La question des exportations d’or vers Dubaï soulève des interrogations majeures sur la gestion des ressources minières en République centrafricaine. Alors que certains pays comme le Cameroun affichent des pertes colossales sur cinq ans, la Centrafrique se retrouve au cœur d’un débat crucial : son patrimoine minier relève-t-il de l’intérêt général ou d’une exploitation privée aux mains de quelques acteurs douteux ?
Un bilan contrasté pour les pays africains exportateurs d’or
Les chiffres parlent d’eux-mêmes. Plusieurs nations du continent, y compris des voisins directs de la République centrafricaine, peinent à tirer profit pleinement de leurs ressources aurifères. Entre fraudes, évasions fiscales et gestion opaque, les pertes financières se chiffrent en milliards. Mais qu’en est-il exactement pour Bangui ?
Les failles du système minier centrafricain
L’exploitation de l’or en Centrafrique est souvent pointée du doigt pour son manque de transparence. Les contrats léonins, les intermédiaires peu scrupuleux et les circuits de blanchiment transfrontaliers réduisent à néant les retombées économiques attendues. Pourtant, des voix s’élèvent pour dénoncer ces dérives et réclamer une réforme en profondeur du secteur.
Qui tire vraiment profit de l’or centrafricain ?
Derrière les déclarations officielles, une réalité moins reluisante se dessine. Des acteurs locaux et internationaux, souvent protégés par des réseaux opaques, s’accaparent une part disproportionnée des revenus générés par l’or. Entre Dubaï, plaque tournante du négoce mondial, et les mines artisanales du Ouham ou de la Mambéré-Kadéï, les circuits de financement restent flous.

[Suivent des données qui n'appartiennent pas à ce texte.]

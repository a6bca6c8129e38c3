//! Property-based testing entry point for altlb-math
//!
//! Run with: cargo test --test property_based

mod property_tests;
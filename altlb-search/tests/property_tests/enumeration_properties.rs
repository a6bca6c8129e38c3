//! Property-based tests for the annotation enumerator
//!
//! This module tests:
//! - Every enumerated sequence validates
//! - Every valid sequence is enumerated
//! - Compact form round-trips

use altlb_search::{Annotation, RuleCatalog, RuleKind};
use proptest::prelude::*;
use std::collections::HashSet;

/// Strategy for generating arbitrary rule sequences
fn kinds_strategy(max_len: usize) -> impl Strategy<Value = Vec<RuleKind>> {
    prop::collection::vec(
        prop_oneof![
            Just(RuleKind::Open),
            Just(RuleKind::Speedup),
            Just(RuleKind::Slowdown),
        ],
        0..=max_len,
    )
}

#[cfg(test)]
mod enumeration_completeness {
    use super::*;

    proptest! {
        /// A sequence validates exactly when the enumerator yields it
        #[test]
        fn validation_matches_enumeration(kinds in kinds_strategy(9)) {
            let catalog = RuleCatalog::standard();
            let enumerated: HashSet<Vec<RuleKind>> = catalog
                .enumerate(9)
                .map(|a| a.kinds().to_vec())
                .collect();

            let valid = Annotation::new(&catalog, kinds.iter().copied()).is_ok();
            prop_assert_eq!(valid, enumerated.contains(&kinds));
        }

        /// Two-step catalog: only Speedup, Slowdown is valid
        #[test]
        fn two_step_accepts_single_sequence(kinds in kinds_strategy(5)) {
            let catalog = RuleCatalog::two_step();
            let valid = Annotation::new(&catalog, kinds.iter().copied()).is_ok();
            prop_assert_eq!(valid, kinds == vec![RuleKind::Speedup, RuleKind::Slowdown]);
        }
    }
}

#[cfg(test)]
mod annotation_shape {
    use super::*;

    proptest! {
        /// Depth profile starts and ends at zero and stays positive in between
        #[test]
        fn depth_profile_is_balanced(max_length in 1usize..10) {
            let catalog = RuleCatalog::standard();
            for annotation in catalog.enumerate(max_length) {
                let profile = annotation.depth_profile();
                prop_assert_eq!(profile.len(), annotation.len() + 1);
                prop_assert_eq!(profile[0], 0);
                prop_assert_eq!(profile[profile.len() - 1], 0);
                prop_assert!(profile[1..profile.len() - 1].iter().all(|&d| d >= 1));
                prop_assert!(annotation.width() >= 3);
                prop_assert!(annotation.width() > annotation.max_depth());
            }
        }

        /// The compact form parses back to the same annotation
        #[test]
        fn compact_round_trip(max_length in 1usize..10) {
            let catalog = RuleCatalog::standard();
            for annotation in catalog.enumerate(max_length) {
                let parsed = Annotation::parse(&catalog, &annotation.compact()).unwrap();
                prop_assert_eq!(parsed, annotation);
            }
        }

        /// Enumeration up to a smaller length is a prefix of a longer one
        #[test]
        fn enumeration_prefix(short in 1usize..8, extra in 0usize..3) {
            let catalog = RuleCatalog::standard();
            let small: Vec<Annotation> = catalog.enumerate(short).collect();
            let large: Vec<Annotation> = catalog.enumerate(short + extra).collect();
            prop_assert!(large.len() >= small.len());
            prop_assert_eq!(&large[..small.len()], &small[..]);
        }
    }
}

Vers une réforme du secteur minier en Centrafrique ?
Face à cette situation, des propositions émergent pour encadrer davantage l’exploitation aurifère. Renforcement des contrôles, traçabilité des flux financiers et redistribution équitable des bénéfices figurent parmi les pistes envisagées. Mais ces mesures suffiront-elles à transformer le secteur en levier de développement durable pour les Centrafricains ?
Les défis à relever pour Bangui
- Lutter contre la corruption endémique dans les administrations chargées de superviser l’industrie minière.

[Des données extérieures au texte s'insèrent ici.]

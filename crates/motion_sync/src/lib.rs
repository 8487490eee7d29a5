//! Client-side position reconciliation for network-replicated entities.
//!
//! Remote entities are rendered a fixed delay behind real time from a bounded history of
//! received positions: interpolated when the history brackets the render time, extrapolated
//! from an averaged velocity when it does not, and smoothed toward the result with a hard snap
//! for large divergences. The owning peer renders its local simulation and records predictions.
//!
//! The engine ([`ReplicatedMotion`]) is independent of the ECS and only needs a [`Clock`].
//! [`MotionSyncPlugin`] wires it into a Bevy app.

pub mod clock;
pub mod config;
pub mod error;
pub mod motion;
pub mod plugin;
pub mod predictor;
pub mod resolver;
pub mod smoother;
pub mod snapshot;
pub mod velocity;

pub use clock::{Clock, FrameClock};
pub use config::{
    load_section, parse_section, write_section, Settings, SyncSettings, MAX_HISTORY_LEN,
};
pub use error::SettingsError;
pub use motion::{ReplicatedMotion, Role, TransportAdapter};
pub use plugin::{LocalVelocity, MotionSyncPlugin, MotionSyncSet, NetworkedMotion, ServerPosition};
pub use predictor::{LocalSimulation, OwnerPredictor};
pub use resolver::{PositionResolver, Resolution, Strategy};
pub use smoother::{Correction, MotionSmoother};
pub use snapshot::{Admission, AdmissionPolicy, PruneMode, Snapshot, SnapshotBuffer};
pub use velocity::VelocityEstimator;
//! Owner-side prediction.
//!
//! The owner is authoritative and renders straight from its local simulation. It still records
//! where it expects to be one tick ahead so the history stays populated if ownership moves.

use bevy::math::Vec3;
use tracing::trace;

use crate::clock::Clock;
use crate::snapshot::{Snapshot, SnapshotBuffer};

/// Source of the owner's simulated velocity.
pub trait LocalSimulation {
    fn local_velocity(&self) -> Vec3;
}

impl LocalSimulation for Vec3 {
    fn local_velocity(&self) -> Vec3 {
        *self
    }
}

#[derive(Debug, Clone, Default)]
pub struct OwnerPredictor {
    last_prediction: Option<Snapshot>,
}

impl OwnerPredictor {
    pub fn new() -> Self {
        Self::default()
    }

    /// Pushes `current_position + velocity * frame_delta` stamped with `now`.
    pub fn tick<C: Clock, S: LocalSimulation + ?Sized>(
        &mut self,
        buffer: &mut SnapshotBuffer,
        current_position: Vec3,
        simulation: &S,
        clock: &C,
    ) -> Snapshot {
        let velocity = simulation.local_velocity();
        let predicted = current_position + velocity * clock.frame_delta();
        let snapshot = Snapshot::new(predicted, clock.now());

        buffer.push(snapshot.position, snapshot.timestamp);
        trace!("Owner predicted {:?} at t={:.4}", predicted, snapshot.timestamp);

        self.last_prediction = Some(snapshot);
        snapshot
    }

    pub fn last_prediction(&self) -> Option<Snapshot> {
        self.last_prediction
    }
}
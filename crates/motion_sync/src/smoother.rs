//! Blends the rendered position toward the resolver's target.
//!
//! Small errors are smoothed with a critically damped spring (no overshoot, time constant
//! `1 / smoothing_rate`). Errors of at least `snap_distance` are corrected instantly.

use bevy::math::Vec3;
use tracing::info;

/// What [`MotionSmoother::apply`] did this tick.
#[derive(Debug, Clone, Copy, PartialEq)]
pub enum Correction {
    Smoothed(Vec3),
    /// Hard-snapped to the target. Callers must drop their velocity history.
    Snapped(Vec3),
}

impl Correction {
    pub fn position(&self) -> Vec3 {
        match *self {
            Correction::Smoothed(p) | Correction::Snapped(p) => p,
        }
    }

    pub fn is_snap(&self) -> bool {
        matches!(self, Correction::Snapped(_))
    }
}

/// Critically damped follower with a snap threshold.
#[derive(Debug, Clone, Default)]
pub struct MotionSmoother {
    /// Spring velocity carried between ticks.
    velocity: Vec3,
}

impl MotionSmoother {
    pub fn new() -> Self {
        Self::default()
    }

    /// Whether moving from `current` to `target` exceeds the snap threshold.
    pub fn should_snap(current: Vec3, target: Vec3, snap_distance: f32) -> bool {
        current.distance_squared(target) >= snap_distance * snap_distance
    }

    /// Moves `current` toward `target` for one tick of length `dt`.
    pub fn apply(
        &mut self,
        current: Vec3,
        target: Vec3,
        dt: f32,
        smoothing_rate: f32,
        snap_distance: f32,
    ) -> Correction {
        if Self::should_snap(current, target, snap_distance) {
            info!(
                "Snapping {:.3} units from {:?} to {:?}",
                current.distance(target),
                current,
                target
            );
            self.velocity = Vec3::ZERO;
            return Correction::Snapped(target);
        }

        Correction::Smoothed(self.smooth_damp(current, target, dt, 1.0 / smoothing_rate))
    }

    /// Closed-form critically damped step toward `target` with time constant `smooth_time`.
    ///
    /// Never passes the target: if a step would overshoot, the result is clamped to the target
    /// and the spring comes to rest.
    pub fn smooth_damp(&mut self, current: Vec3, target: Vec3, dt: f32, smooth_time: f32) -> Vec3 {
        if dt <= 0.0 {
            return current;
        }

        let smooth_time = smooth_time.max(1e-4);
        let omega = 2.0 / smooth_time;
        let x = omega * dt;
        let decay = 1.0 / (1.0 + x + 0.48 * x * x + 0.235 * x * x * x);

        let change = current - target;
        let temp = (self.velocity + omega * change) * dt;
        self.velocity = (self.velocity - omega * temp) * decay;

        let output = target + (change + temp) * decay;
        if (target - current).dot(output - target) > 0.0 {
            self.velocity = Vec3::ZERO;
            return target;
        }
        output
    }

    pub fn velocity(&self) -> Vec3 {
        self.velocity
    }

    pub fn reset(&mut self) {
        self.velocity = Vec3::ZERO;
    }
}

#[cfg(test)]
mod tests {
    use super::*;

    #[test]
    fn test_snap_threshold_is_inclusive() {
        let origin = Vec3::ZERO;
        assert!(MotionSmoother::should_snap(origin, Vec3::new(5.0, 0.0, 0.0), 5.0));
        assert!(!MotionSmoother::should_snap(origin, Vec3::new(4.999, 0.0, 0.0), 5.0));
        assert!(MotionSmoother::should_snap(origin, Vec3::new(3.0, 4.0, 0.0), 5.0));
    }

    #[test]
    fn test_snap_resets_spring() {
        let mut smoother = MotionSmoother::new();
        smoother.apply(Vec3::ZERO, Vec3::X, 0.016, 10.0, 5.0);
        assert_ne!(smoother.velocity(), Vec3::ZERO);

        let correction = smoother.apply(Vec3::ZERO, Vec3::new(10.0, 0.0, 0.0), 0.016, 10.0, 5.0);
        assert_eq!(correction, Correction::Snapped(Vec3::new(10.0, 0.0, 0.0)));
        assert_eq!(smoother.velocity(), Vec3::ZERO);
    }

    #[test]
    fn test_converges_without_overshoot() {
        let mut smoother = MotionSmoother::new();
        let target = Vec3::new(2.0, 0.0, -1.0);
        let mut position = Vec3::ZERO;

        for _ in 0..240 {
            let next = smoother.apply(position, target, 1.0 / 60.0, 10.0, 5.0).position();
            // Each component approaches monotonically from its starting side.
            assert!(next.x <= target.x + 1e-6);
            assert!(next.z >= target.z - 1e-6);
            position = next;
        }

        assert!(position.abs_diff_eq(target, 1e-3));
    }

    #[test]
    fn test_faster_rate_closes_more_distance() {
        let target = Vec3::new(1.0, 0.0, 0.0);
        let slow = MotionSmoother::new()
            .apply(Vec3::ZERO, target, 0.05, 2.0, 5.0)
            .position();
        let fast = MotionSmoother::new()
            .apply(Vec3::ZERO, target, 0.05, 20.0, 5.0)
            .position();

        assert!(fast.x > slow.x);
        assert!(slow.x > 0.0);
    }

    #[test]
    fn test_zero_dt_holds_position() {
        let mut smoother = MotionSmoother::new();
        let current = Vec3::new(0.5, 0.5, 0.5);
        let correction = smoother.apply(current, Vec3::ZERO, 0.0, 10.0, 5.0);
        assert_eq!(correction, Correction::Smoothed(current));
    }
}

- Moderniser les infrastructures pour réduire les pertes lors de l’exportation et améliorer la traçabilité de l’or.
- Impliquer les communautés locales dans les bénéfices générés par l’exploitation des sites aurifères.
L’or, une malédiction ou une opportunité pour la Centrafrique ?

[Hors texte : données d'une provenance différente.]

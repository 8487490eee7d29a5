//! Bounded history of timestamped positions.
//!
//! The buffer is a receive-side jitter buffer: timestamps are the local clock at admission, not
//! anything the sender embedded. Storage is allocated once at construction and used as a ring
//! (head index + length), so pushing and evicting never reallocate.

use bevy::math::Vec3;
use serde::{Deserialize, Serialize};
use tracing::debug;

/// A single position sample stamped with local time.
#[derive(Debug, Clone, Copy, PartialEq, Default)]
pub struct Snapshot {
    pub position: Vec3,
    pub timestamp: f64,
}

impl Snapshot {
    pub fn new(position: Vec3, timestamp: f64) -> Self {
        Self {
            position,
            timestamp,
        }
    }
}

/// How [`SnapshotBuffer::admit`] treats snapshots that arrive out of order.
#[derive(Debug, Clone, Copy, PartialEq, Eq, Default, Serialize, Deserialize)]
pub enum AdmissionPolicy {
    /// Append everything in arrival order, even when timestamps go backwards.
    AcceptAll,
    /// Drop snapshots older than the newest entry and fold equal timestamps into it.
    #[default]
    RejectStale,
}

/// How the cutoff phase of pruning treats entries older than the render time.
#[derive(Debug, Clone, Copy, PartialEq, Eq, Default, Serialize, Deserialize)]
pub enum PruneMode {
    /// Drop every entry older than the cutoff, keeping at least one entry.
    #[default]
    Strict,
    /// Keep the newest entry older than the cutoff so the render time stays bracketed.
    KeepBracket,
}

/// Outcome of [`SnapshotBuffer::admit`].
#[derive(Debug, Clone, Copy, PartialEq, Eq)]
pub enum Admission {
    Appended,
    /// Same timestamp as the newest entry; its position was replaced.
    Coalesced,
    Rejected,
}

/// Fixed-capacity FIFO of [`Snapshot`]s, oldest first.
#[derive(Debug, Clone)]
pub struct SnapshotBuffer {
    slots: Vec<Snapshot>,
    head: usize,
    len: usize,
}

impl SnapshotBuffer {
    /// Creates an empty buffer holding at most `capacity` snapshots.
    ///
    /// A capacity of zero is raised to one so the buffer can always hold the latest sample.
    pub fn with_capacity(capacity: usize) -> Self {
        Self {
            slots: vec![Snapshot::default(); capacity.max(1)],
            head: 0,
            len: 0,
        }
    }

    pub fn capacity(&self) -> usize {
        self.slots.len()
    }

    pub fn len(&self) -> usize {
        self.len
    }

    pub fn is_empty(&self) -> bool {
        self.len == 0
    }

    /// Appends a snapshot, evicting the oldest one when the buffer is full.
    pub fn push(&mut self, position: Vec3, timestamp: f64) {
        let snapshot = Snapshot::new(position, timestamp);
        if self.len == self.capacity() {
            // Full: the slot at `head` holds the oldest entry, overwrite it.
            self.slots[self.head] = snapshot;
            self.head = self.wrap(self.head + 1);
        } else {
            let tail = self.wrap(self.head + self.len);
            self.slots[tail] = snapshot;
            self.len += 1;
        }
    }

    /// Pushes a snapshot subject to `policy`.
    pub fn admit(&mut self, position: Vec3, timestamp: f64, policy: AdmissionPolicy) -> Admission {
        if policy == AdmissionPolicy::RejectStale {
            if let Some(newest) = self.newest() {
                if timestamp < newest.timestamp {
                    debug!(
                        "Rejected stale snapshot at t={:.4} (newest t={:.4})",
                        timestamp, newest.timestamp
                    );
                    return Admission::Rejected;
                }
                if timestamp == newest.timestamp {
                    let idx = self.wrap(self.head + self.len - 1);
                    self.slots[idx].position = position;
                    return Admission::Coalesced;
                }
            }
        }

        self.push(position, timestamp);
        Admission::Appended
    }

    /// Two-phase eviction.
    ///
    /// Phase 1 drops entries older than `cutoff` but always keeps at least one. Phase 2 drops
    /// entries more than `max_age` seconds older than `now` and may empty the buffer.
    pub fn prune(&mut self, cutoff: f64, now: f64, max_age: f64) {
        self.prune_with(PruneMode::Strict, cutoff, now, max_age);
    }

    /// [`prune`](Self::prune) with a choice of cutoff behaviour.
    pub fn prune_with(&mut self, mode: PruneMode, cutoff: f64, now: f64, max_age: f64) {
        match mode {
            PruneMode::Strict => {
                while self.len >= 2 && self.slots[self.head].timestamp < cutoff {
                    self.evict_oldest();
                }
            }
            PruneMode::KeepBracket => {
                while self.len >= 2 && self.slots[self.wrap(self.head + 1)].timestamp <= cutoff {
                    self.evict_oldest();
                }
            }
        }

        while self.len > 0 && now - self.slots[self.head].timestamp > max_age {
            self.evict_oldest();
        }
    }

    /// Current contents, oldest first.
    pub fn snapshot_array(&self) -> Vec<Snapshot> {
        self.iter().collect()
    }

    pub fn iter(&self) -> impl ExactSizeIterator<Item = Snapshot> + '_ {
        (0..self.len).map(move |i| self.slots[self.wrap(self.head + i)])
    }

    /// Entry `index` positions after the oldest.
    pub fn get(&self, index: usize) -> Option<Snapshot> {
        (index < self.len).then(|| self.slots[self.wrap(self.head + index)])
    }

    pub fn oldest(&self) -> Option<Snapshot> {
        self.get(0)
    }

    pub fn newest(&self) -> Option<Snapshot> {
        self.len.checked_sub(1).and_then(|last| self.get(last))
    }

    pub fn clear(&mut self) {
        self.head = 0;
        self.len = 0;
    }

    /// Reallocates the ring to `capacity`, keeping the newest entries that fit.
    pub fn resize(&mut self, capacity: usize) {
        let capacity = capacity.max(1);
        if capacity == self.capacity() {
            return;
        }

        let keep = self.len.min(capacity);
        let skip = self.len - keep;
        let mut slots = vec![Snapshot::default(); capacity];
        for (slot, snapshot) in slots.iter_mut().zip(self.iter().skip(skip)) {
            *slot = snapshot;
        }

        self.slots = slots;
        self.head = 0;
        self.len = keep;
    }

    fn evict_oldest(&mut self) {
        self.head = self.wrap(self.head + 1);
        self.len -= 1;
    }

    fn wrap(&self, index: usize) -> usize {
        index % self.slots.len()
    }
}
//! Time source injected into every engine call.

/// Local monotonic time plus the duration of the current tick.
pub trait Clock {
    /// Seconds since an arbitrary, fixed origin.
    fn now(&self) -> f64;

    /// Seconds elapsed since the previous tick.
    fn frame_delta(&self) -> f32;
}

/// Plain clock value for one tick.
#[derive(Debug, Clone, Copy, PartialEq, Default)]
pub struct FrameClock {
    pub now: f64,
    pub delta: f32,
}

impl FrameClock {
    pub fn new(now: f64, delta: f32) -> Self {
        Self { now, delta }
    }

    /// Moves the clock forward by `delta` seconds and records it as the tick length.
    pub fn advance(&mut self, delta: f32) {
        self.now += delta as f64;
        self.delta = delta;
    }
}

impl Clock for FrameClock {
    fn now(&self) -> f64 {
        self.now
    }

    fn frame_delta(&self) -> f32 {
        self.delta
    }
}

impl<C: Clock + ?Sized> Clock for &C {
    fn now(&self) -> f64 {
        (**self).now()
    }

    fn frame_delta(&self) -> f32 {
        (**self).frame_delta()
    }
}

Historiquement, les pays riches en ressources naturelles peinent à convertir cette richesse en développement. La République centrafricaine doit aujourd’hui choisir entre perpétuer un modèle extractiviste opaque ou instaurer une gouvernance transparente et inclusive. Le temps presse : chaque once d’or exportée vers Dubaï sans contrepartie tangible pour la population est une perte sèche pour l’avenir du pays.